*** Extracted entries Section Begins ***

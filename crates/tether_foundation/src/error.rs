//! Error types for Tether.
//!
//! Uses `thiserror`. Link contract violations carry the entities involved in
//! their [`ErrorKind`]; the operation that detected them goes in the
//! [`ErrorContext`].

use std::fmt;

use thiserror::Error;

use crate::entity::EntityId;
use crate::intern::KeywordId;
use crate::types::Type;

/// The main error type for Tether operations.
#[derive(Debug, Error)]
#[error("{kind}{}", .context.as_ref().map(|c| format!(" {c}")).unwrap_or_default())]
pub struct Error {
    /// The kind of error that occurred.
    pub kind: ErrorKind,
    /// Where the error was detected.
    pub context: Option<ErrorContext>,
}

impl Error {
    /// Creates a new error with the given kind.
    #[must_use]
    pub fn new(kind: ErrorKind) -> Self {
        Self {
            kind,
            context: None,
        }
    }

    /// Attaches context to this error.
    #[must_use]
    pub fn with_context(mut self, context: ErrorContext) -> Self {
        self.context = Some(context);
        self
    }

    /// Records the operation that surfaced this error.
    ///
    /// The first operation recorded is kept as the origin; later ones are
    /// pushed as frames.
    #[must_use]
    pub fn in_operation(self, operation: &'static str) -> Self {
        let context = match self.context {
            Some(ctx) if ctx.operation.is_some() => ctx.with_frame(operation),
            Some(ctx) => ctx.with_operation(operation),
            None => ErrorContext::new().with_operation(operation),
        };
        Self {
            kind: self.kind,
            context: Some(context),
        }
    }

    /// Creates an entity not found error.
    #[must_use]
    pub fn entity_not_found(id: EntityId) -> Self {
        Self::new(ErrorKind::EntityNotFound(id))
    }

    /// Creates a stale entity reference error.
    #[must_use]
    pub fn stale_entity(id: EntityId) -> Self {
        Self::new(ErrorKind::StaleEntity(id))
    }

    /// Creates a type mismatch error.
    #[must_use]
    pub fn type_mismatch(expected: Type, actual: Type) -> Self {
        Self::new(ErrorKind::TypeMismatch { expected, actual })
    }

    /// Creates an owner not found error.
    #[must_use]
    pub fn owner_not_found(owner: EntityId, linked: EntityId) -> Self {
        Self::new(ErrorKind::OwnerNotFound { owner, linked })
    }

    /// Creates a missing link list error.
    #[must_use]
    pub fn link_list_missing(linked: EntityId) -> Self {
        Self::new(ErrorKind::LinkListMissing(linked))
    }

    /// Creates a link record not found error.
    #[must_use]
    pub fn link_record_not_found(owner: EntityId, linked: EntityId) -> Self {
        Self::new(ErrorKind::LinkRecordNotFound { owner, linked })
    }

    /// Returns true if this error is a violated link contract rather than a
    /// store failure.
    #[must_use]
    pub fn is_link_contract_violation(&self) -> bool {
        matches!(
            self.kind,
            ErrorKind::OwnerNotFound { .. }
                | ErrorKind::LinkListMissing(_)
                | ErrorKind::LinkRecordNotFound { .. }
                | ErrorKind::AmbiguousLink { .. }
                | ErrorKind::DuplicateLink { .. }
        )
    }
}

/// Categorized error kinds for pattern matching.
#[derive(Debug, Error)]
pub enum ErrorKind {
    /// Entity was never allocated or has been freed.
    #[error("entity not found: {0:?}")]
    EntityNotFound(EntityId),

    /// Entity handle refers to an earlier occupant of a reused slot.
    #[error("stale entity reference: {0:?}")]
    StaleEntity(EntityId),

    /// Entity was destroyed and is waiting for its link list to be swept.
    #[error("entity is pending cleanup: {0:?}")]
    PendingCleanup(EntityId),

    /// Component kind has no registered schema.
    #[error("unknown component: {0:?}")]
    UnknownComponent(KeywordId),

    /// Value does not fit the declared type.
    #[error("type mismatch: expected {expected}, got {actual}")]
    TypeMismatch {
        /// The expected type.
        expected: Type,
        /// The actual type encountered.
        actual: Type,
    },

    /// Required field missing, or field not declared by the schema.
    #[error("attribute {attribute:?} not valid on component {component:?}")]
    AttributeNotFound {
        /// The component being written.
        component: KeywordId,
        /// The offending field.
        attribute: KeywordId,
    },

    /// Add of a component the entity already has.
    #[error("component {component:?} already present on {entity:?}")]
    PayloadAlreadyPresent {
        /// The entity written to.
        entity: EntityId,
        /// The component kind.
        component: KeywordId,
    },

    /// Set of a component the entity does not have.
    #[error("component {component:?} absent on {entity:?}")]
    PayloadAbsent {
        /// The entity written to.
        entity: EntityId,
        /// The component kind.
        component: KeywordId,
    },

    /// Link operation referenced an owner that does not exist.
    #[error("link owner {owner:?} does not exist (linked entity {linked:?})")]
    OwnerNotFound {
        /// The missing owner.
        owner: EntityId,
        /// The linked entity of the attempted link.
        linked: EntityId,
    },

    /// Linked entity carries no link list.
    #[error("{0:?} has no link list")]
    LinkListMissing(EntityId),

    /// No record for the owner in the linked entity's list.
    #[error("{linked:?} has no link record for owner {owner:?}")]
    LinkRecordNotFound {
        /// The owner looked up.
        owner: EntityId,
        /// The linked entity searched.
        linked: EntityId,
    },

    /// Owner-only lookup matched several records under composite identity.
    #[error("{count} link records for owner {owner:?} on {linked:?}; a payload kind is required")]
    AmbiguousLink {
        /// The owner looked up.
        owner: EntityId,
        /// The linked entity searched.
        linked: EntityId,
        /// Number of matching records.
        count: usize,
    },

    /// Same owner and payload kind registered twice under composite identity.
    #[error("owner {owner:?} already linked to {linked:?} through {component:?}")]
    DuplicateLink {
        /// The owner.
        owner: EntityId,
        /// The linked entity.
        linked: EntityId,
        /// The payload kind.
        component: KeywordId,
    },

    /// Internal error (should not happen).
    #[error("internal error: {0}")]
    Internal(String),
}

/// Where an error was detected.
#[derive(Debug, Clone, Default)]
pub struct ErrorContext {
    /// Operation that detected the error.
    pub operation: Option<&'static str>,
    /// Operations the error propagated through, innermost first.
    pub stack: Vec<String>,
}

impl ErrorContext {
    /// Creates a new empty context.
    #[must_use]
    pub fn new() -> Self {
        Self::default()
    }

    /// Sets the originating operation.
    #[must_use]
    pub fn with_operation(mut self, operation: &'static str) -> Self {
        self.operation = Some(operation);
        self
    }

    /// Adds a propagation frame.
    #[must_use]
    pub fn with_frame(mut self, frame: impl Into<String>) -> Self {
        self.stack.push(frame.into());
        self
    }
}

impl fmt::Display for ErrorContext {
    fn fmt(&self, f: &mut fmt::Formatter<'_>) -> fmt::Result {
        if let Some(operation) = self.operation {
            write!(f, "in {operation}")?;
        }
        for frame in &self.stack {
            write!(f, " via {frame}")?;
        }
        Ok(())
    }
}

*** Extracted entries Section Ends ***

:: Work item ::
Please copy every line of the records above in which "expected" appears.

:: Task solution ::
    pub fn type_mismatch(expected: Type, actual: Type) -> Self {
        Self::new(ErrorKind::TypeMismatch { expected, actual })
    #[error("type mismatch: expected {expected}, got {actual}")]
        /// The expected type.
        expected: Type,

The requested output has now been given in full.